**The problem**
Set every entry down again exactly, omitting none.
[Dataset extract — start]
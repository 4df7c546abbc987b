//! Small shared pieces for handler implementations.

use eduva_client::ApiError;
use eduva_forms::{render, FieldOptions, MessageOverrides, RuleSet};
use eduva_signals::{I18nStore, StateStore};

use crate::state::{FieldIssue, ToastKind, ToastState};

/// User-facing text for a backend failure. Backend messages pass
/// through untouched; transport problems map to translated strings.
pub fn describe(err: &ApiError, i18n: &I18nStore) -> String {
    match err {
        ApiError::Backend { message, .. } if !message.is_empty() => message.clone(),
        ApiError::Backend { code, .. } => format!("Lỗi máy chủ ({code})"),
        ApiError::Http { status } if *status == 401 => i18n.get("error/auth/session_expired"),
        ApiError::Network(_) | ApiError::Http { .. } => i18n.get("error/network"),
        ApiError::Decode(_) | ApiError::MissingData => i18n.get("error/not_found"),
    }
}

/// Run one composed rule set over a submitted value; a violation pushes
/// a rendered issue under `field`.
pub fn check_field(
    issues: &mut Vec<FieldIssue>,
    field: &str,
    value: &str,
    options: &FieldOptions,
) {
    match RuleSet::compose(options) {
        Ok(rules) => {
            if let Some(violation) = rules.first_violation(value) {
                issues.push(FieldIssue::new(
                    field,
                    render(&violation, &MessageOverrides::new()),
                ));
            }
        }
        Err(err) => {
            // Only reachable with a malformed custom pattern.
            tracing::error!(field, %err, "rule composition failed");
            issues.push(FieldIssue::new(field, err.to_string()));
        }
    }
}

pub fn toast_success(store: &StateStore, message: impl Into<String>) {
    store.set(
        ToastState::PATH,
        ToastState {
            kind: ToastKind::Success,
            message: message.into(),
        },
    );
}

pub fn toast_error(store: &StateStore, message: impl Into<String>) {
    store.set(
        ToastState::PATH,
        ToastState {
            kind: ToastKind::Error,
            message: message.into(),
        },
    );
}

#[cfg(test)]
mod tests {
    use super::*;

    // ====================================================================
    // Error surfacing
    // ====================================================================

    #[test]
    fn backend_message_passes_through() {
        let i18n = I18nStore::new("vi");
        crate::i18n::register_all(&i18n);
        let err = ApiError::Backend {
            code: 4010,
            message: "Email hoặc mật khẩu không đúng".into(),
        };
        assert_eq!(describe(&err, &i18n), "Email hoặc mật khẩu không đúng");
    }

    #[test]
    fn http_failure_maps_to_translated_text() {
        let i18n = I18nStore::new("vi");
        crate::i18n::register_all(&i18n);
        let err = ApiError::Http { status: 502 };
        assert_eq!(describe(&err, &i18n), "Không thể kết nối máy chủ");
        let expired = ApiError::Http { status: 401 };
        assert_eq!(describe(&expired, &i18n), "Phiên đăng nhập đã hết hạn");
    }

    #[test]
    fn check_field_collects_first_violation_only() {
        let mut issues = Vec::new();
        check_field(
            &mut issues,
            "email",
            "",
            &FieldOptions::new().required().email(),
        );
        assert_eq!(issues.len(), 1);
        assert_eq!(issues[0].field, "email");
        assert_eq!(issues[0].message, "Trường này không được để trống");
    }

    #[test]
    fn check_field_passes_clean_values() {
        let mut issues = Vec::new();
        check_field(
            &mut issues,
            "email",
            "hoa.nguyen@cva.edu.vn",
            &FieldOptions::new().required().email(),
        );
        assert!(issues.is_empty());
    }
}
[Dataset extract — finish]
**Written solution**
repository 4df7c546abbc987b
//! Small shared pieces for handler implementations.

use eduva_client::ApiError;
use eduva_forms::{render, FieldOptions, MessageOverrides, RuleSet};
use eduva_signals::{I18nStore, StateStore};

use crate::state::{FieldIssue, ToastKind, ToastState};

/// User-facing text for a backend failure. Backend messages pass
/// through untouched; transport problems map to translated strings.
pub fn describe(err: &ApiError, i18n: &I18nStore) -> String {
    match err {
        ApiError::Backend { message, .. } if !message.is_empty() => message.clone(),
        ApiError::Backend { code, .. } => format!("Lỗi máy chủ ({code})"),
        ApiError::Http { status } if *status == 401 => i18n.get("error/auth/session_expired"),
        ApiError::Network(_) | ApiError::Http { .. } => i18n.get("error/network"),
        ApiError::Decode(_) | ApiError::MissingData => i18n.get("error/not_found"),
    }
}

/// Run one composed rule set over a submitted value; a violation pushes
/// a rendered issue under `field`.
pub fn check_field(
    issues: &mut Vec<FieldIssue>,
    field: &str,
    value: &str,
    options: &FieldOptions,
) {
    match RuleSet::compose(options) {
        Ok(rules) => {
            if let Some(violation) = rules.first_violation(value) {
                issues.push(FieldIssue::new(
                    field,
                    render(&violation, &MessageOverrides::new()),
                ));
            }
        }
        Err(err) => {
            // Only reachable with a malformed custom pattern.
            tracing::error!(field, %err, "rule composition failed");
            issues.push(FieldIssue::new(field, err.to_string()));
        }
    }
}

pub fn toast_success(store: &StateStore, message: impl Into<String>) {
    store.set(
        ToastState::PATH,
        ToastState {
            kind: ToastKind::Success,
            message: message.into(),
        },
    );
}

pub fn toast_error(store: &StateStore, message: impl Into<String>) {
    store.set(
        ToastState::PATH,
        ToastState {
            kind: ToastKind::Error,
            message: message.into(),
        },
    );
}

#[cfg(test)]
mod tests {
    use super::*;

    // ====================================================================
    // Error surfacing
    // ====================================================================

    #[test]
    fn backend_message_passes_through() {
        let i18n = I18nStore::new("vi");
        crate::i18n::register_all(&i18n);
        let err = ApiError::Backend {
            code: 4010,
            message: "Email hoặc mật khẩu không đúng".into(),
        };
        assert_eq!(describe(&err, &i18n), "Email hoặc mật khẩu không đúng");
    }

    #[test]
    fn http_failure_maps_to_translated_text() {
        let i18n = I18nStore::new("vi");
        crate::i18n::register_all(&i18n);
        let err = ApiError::Http { status: 502 };
        assert_eq!(describe(&err, &i18n), "Không thể kết nối máy chủ");
        let expired = ApiError::Http { status: 401 };
        assert_eq!(describe(&expired, &i18n), "Phiên đăng nhập đã hết hạn");
    }

    #[test]
    fn check_field_collects_first_violation_only() {
        let mut issues = Vec::new();
        check_field(
            &mut issues,
            "email",
            "",
            &FieldOptions::new().required().email(),
        );
        assert_eq!(issues.len(), 1);
        assert_eq!(issues[0].field, "email");
        assert_eq!(issues[0].message, "Trường này không được để trống");
    }

    #[test]
    fn check_field_passes_clean_values() {
        let mut issues = Vec::new();
        check_field(
            &mut issues,
            "email",
            "hoa.nguyen@cva.edu.vn",
            &FieldOptions::new().required().email(),
        );
        assert!(issues.is_empty());
    }
}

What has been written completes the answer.